Byproducts in the form of small-chain fatty acids from two bacteria prevalent in periodontal disease incite the growth of deadly Kaposi's sarcoma (KS)-related oral lesions and tumors, according to a new study by researchers from Case Western Reserve University (Journal of Virology, February 5, 2014).
The discovery could lead to early saliva testing for the bacteria, which, if found, could be treated and monitored for signs of cancer and before a malignancy develops, according to the researchers.
"These new findings provide one of the first looks at how the periodontal bacteria create a unique microenvironment in the oral cavity that contributes to the replication the Kaposi's sarcoma herpesvirus (KSHV) and development of KS," said lead study investigator Fengchun Ye, PhD, from the Case Western Reserve School of Dental Medicine Department of Biological Sciences, in a press release.
The research focuses on how the bacteria, Porphyromonas gingivalis (Pg) and Fusobacterium nucleatum (Fn), which are associated with periodontal disease, contribute to cancer formation.
These bacteria are found in high levels in the saliva of people with periodontal disease, and at lower levels in those with good oral health -- further evidence of the link between oral and overall physical health, Ye said.
Kaposi's sarcoma affects a significant number of HIV-positive people, whose immune systems lack the ability to fight off the herpesvirus and other infections, he noted. "These individuals are susceptible to the cancer," he said.
About 20% of HIV patients first develop KS lesions in the oral cavity, while other patients never develop oral KS, the study authors noted.
KS first appears as lesions on the surface of the mouth that, if not removed, can grow into malignant tumors. Survival rates are higher when detected and treated early in the lesion state than when a malignancy develops.
Also at risk are others who are immunocompromised: people on medications to suppress rejection of transplants, cancer patients on chemotherapies, and the elderly whose immune systems naturally weaken with age.
The researchers wanted to learn why most people never develop this form of cancer and what it is that protects them.
The researchers recruited 21 patients, dividing them into two groups. All participants were given standard periodontal disease tests.
The first group of 11 participants had an average age of 50 and had severe chronic periodontal disease. The second group of 10 participants, whose average age was about 26, had healthy gums, practiced good oral health, and showed no signs of bleeding or tooth loss from periodontal disease.
The researchers also studied a saliva sample from each participant. Part of the saliva sample was separated into its components using a spinning centrifuge. The remaining saliva was used for DNA testing to track and identify bacteria present, as well as at what levels.
The researchers were interested in Pg's and Fn's byproducts of lipopolysaccharide, fimbriae, proteinases, and at least five different short-chain fatty acids (SCFAs): butyric acid, isobutyric acid, isovaleric acid, propionic acid, and acetic acid.
After initially testing the byproducts, the researchers suspected that the fatty acids were involved in replicating KSHV. The researchers cleansed the fatty acids, then introduced them to cells with quiescent KSHV virus in a petri dish for monitoring the virus' reaction.
After introducing SCFA, the virus began to replicate. But the researchers saw that, while the fatty acids allowed the virus to multiply, the process also set in motion a cascade of actions that also inhibited molecules in the body's immune system from stopping the growth of KSHV.
"In this work, we demonstrate that a group of metabolic byproducts, namely short-chain fatty acids, from bacteria that cause periodontal disease promote lytic replication of KSHV, the etiological agent associated with KS," they wrote. "These new findings provide mechanistic support that periodontal pathogens create a unique microenvironment in the oral cavity that contributes to KSHV replication and development of oral KS."

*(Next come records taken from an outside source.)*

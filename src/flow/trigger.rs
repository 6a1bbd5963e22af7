use crate::flow::definition::{FlowDefinition, MatchMode, TriggerConfig};

/// Whether `text` fires this trigger. Both sides are trimmed and folded to
/// Unicode lowercase first, so "Oi " fires an exact trigger on "oi".
pub fn matches(trigger: &TriggerConfig, text: &str) -> bool {
    if !trigger.enabled {
        return false;
    }
    let text = text.trim().to_lowercase();
    let keyword = trigger.keyword.trim().to_lowercase();
    if keyword.is_empty() {
        return false;
    }
    match trigger.match_mode {
        MatchMode::Exact => text == keyword,
        MatchMode::Contains => text.contains(&keyword),
        MatchMode::StartsWith => text.starts_with(&keyword),
    }
}

/// Pick the flow an unclaimed inbound message should start. Only consulted
/// when the conversation has no active session. Deterministic tie-break:
/// highest priority, then most recently updated, then lowest flow id.
pub fn best_match<'a>(flows: &'a [FlowDefinition], text: &str) -> Option<&'a FlowDefinition> {
    let mut candidates: Vec<&FlowDefinition> = flows
        .iter()
        .filter(|flow| flow.is_active)
        .filter(|flow| {
            flow.trigger
                .as_ref()
                .map(|t| matches(t, text))
                .unwrap_or(false)
        })
        .collect();

    candidates.sort_by(|a, b| {
        let pa = a.trigger.as_ref().map(|t| t.priority).unwrap_or(0);
        let pb = b.trigger.as_ref().map(|t| t.priority).unwrap_or(0);
        pb.cmp(&pa)
            .then(b.updated_at.cmp(&a.updated_at))
            .then(a.id.cmp(&b.id))
    });
    candidates.first().copied()
}
use chrono::{DateTime, Utc};
use schemars::JsonSchema;
use serde::{Deserialize, Serialize};
use uuid::Uuid;

/// One event delivered by the messaging gateway's webhook.
///
/// `remote_jid` is the provider-side conversation address, e.g.
/// `5511999990000@s.whatsapp.net` for a direct chat. The pair
/// `(connection_id, remote_jid)` identifies a conversation.
#[derive(Debug, Clone, Serialize, Deserialize, JsonSchema, PartialEq)]
pub struct InboundEvent {
    pub connection_id: Uuid,
    pub remote_jid: String,
    pub content: MessageContent,
    pub timestamp: DateTime<Utc>,
}

impl InboundEvent {
    pub fn text(
        connection_id: Uuid,
        remote_jid: impl Into<String>,
        text: impl Into<String>,
    ) -> Self {
        Self {
            connection_id,
            remote_jid: remote_jid.into(),
            content: MessageContent::Text { text: text.into() },
            timestamp: Utc::now(),
        }
    }

    /// The text body, if the event carries one. Media captions count.
    pub fn text_body(&self) -> Option<&str> {
        match &self.content {
            MessageContent::Text { text } => Some(text),
            MessageContent::Media { media } => media.caption.as_deref(),
        }
    }

    /// Phone part of the jid, everything before the `@`.
    pub fn contact_phone(&self) -> &str {
        self.remote_jid
            .split('@')
            .next()
            .unwrap_or(self.remote_jid.as_str())
    }
}

/// One message to push through the gateway.
#[derive(Debug, Clone, Serialize, Deserialize, JsonSchema, PartialEq)]
pub struct OutboundMessage {
    pub connection_id: Uuid,
    pub to: String,
    pub content: MessageContent,
}

impl OutboundMessage {
    pub fn text(connection_id: Uuid, to: impl Into<String>, text: impl Into<String>) -> Self {
        Self {
            connection_id,
            to: to.into(),
            content: MessageContent::Text { text: text.into() },
        }
    }

    pub fn media(connection_id: Uuid, to: impl Into<String>, media: MediaPayload) -> Self {
        Self {
            connection_id,
            to: to.into(),
            content: MessageContent::Media { media },
        }
    }

    pub fn text_body(&self) -> Option<&str> {
        match &self.content {
            MessageContent::Text { text } => Some(text),
            MessageContent::Media { media } => media.caption.as_deref(),
        }
    }
}

#[derive(Debug, Clone, Serialize, Deserialize, JsonSchema, PartialEq)]
pub enum MessageContent {
    Text { text: String },
    Media { media: MediaPayload },
}

#[derive(Debug, Clone, Serialize, Deserialize, JsonSchema, PartialEq)]
pub struct MediaPayload {
    pub kind: MediaKind,
    pub url: String,
    pub mime_type: String,
    pub caption: Option<String>,
    pub file_name: Option<String>,
}

#[derive(Debug, Clone, Copy, Serialize, Deserialize, JsonSchema, PartialEq, Eq)]
pub enum MediaKind {
    Image,
    Video,
    Audio,
    Document,
}

/// Returned by the gateway once it has accepted a message.
#[derive(Debug, Clone, Serialize, Deserialize, JsonSchema, PartialEq)]
pub struct DeliveryReceipt {
    pub provider_message_id: String,
    pub timestamp: DateTime<Utc>,
}

impl DeliveryReceipt {
    pub fn new(provider_message_id: impl Into<String>) -> Self {
        Self {
            provider_message_id: provider_message_id.into(),
            timestamp: Utc::now(),
        }
    }
}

The most important finding of this study is that periodontal disease is a possible risk factor for Kaposi's sarcoma tumors in HIV patients, Ye noted. With that knowledged, he said those with HIV must be informed about the importance of good oral health and the possible consequences of overlooking that area.
The research was supported by a career development grant at the Center for AIDS Research at Case Western Reserve University and a National Institute of Dental and Craniofacial Research grant.